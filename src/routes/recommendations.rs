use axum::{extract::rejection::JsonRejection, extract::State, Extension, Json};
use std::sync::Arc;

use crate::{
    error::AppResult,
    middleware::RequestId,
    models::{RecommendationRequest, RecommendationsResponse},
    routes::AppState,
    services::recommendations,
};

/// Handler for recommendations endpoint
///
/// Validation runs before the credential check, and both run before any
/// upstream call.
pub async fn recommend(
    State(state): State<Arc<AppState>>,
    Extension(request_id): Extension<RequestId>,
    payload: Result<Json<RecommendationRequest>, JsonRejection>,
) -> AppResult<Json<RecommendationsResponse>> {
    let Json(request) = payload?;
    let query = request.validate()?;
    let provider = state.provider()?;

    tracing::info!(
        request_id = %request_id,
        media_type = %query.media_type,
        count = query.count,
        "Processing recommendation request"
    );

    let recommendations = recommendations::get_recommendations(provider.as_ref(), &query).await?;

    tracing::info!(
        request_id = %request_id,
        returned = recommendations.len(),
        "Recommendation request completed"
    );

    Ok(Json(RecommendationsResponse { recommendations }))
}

### Your instructions
Would you copy the entire listing exactly, missing nothing?

### Answer section
filename src/routes/recommendations.rs
use axum::{extract::rejection::JsonRejection, extract::State, Extension, Json};
use std::sync::Arc;

use crate::{
    error::AppResult,
    middleware::RequestId,
    models::{RecommendationRequest, RecommendationsResponse},
    routes::AppState,
    services::recommendations,
};

/// Handler for recommendations endpoint
///
/// Validation runs before the credential check, and both run before any
/// upstream call.
pub async fn recommend(
    State(state): State<Arc<AppState>>,
    Extension(request_id): Extension<RequestId>,
    payload: Result<Json<RecommendationRequest>, JsonRejection>,
) -> AppResult<Json<RecommendationsResponse>> {
    let Json(request) = payload?;
    let query = request.validate()?;
    let provider = state.provider()?;

    tracing::info!(
        request_id = %request_id,
        media_type = %query.media_type,
        count = query.count,
        "Processing recommendation request"
    );

    let recommendations = recommendations::get_recommendations(provider.as_ref(), &query).await?;

    tracing::info!(
        request_id = %request_id,
        returned = recommendations.len(),
        "Recommendation request completed"
    );

    Ok(Json(RecommendationsResponse { recommendations }))
}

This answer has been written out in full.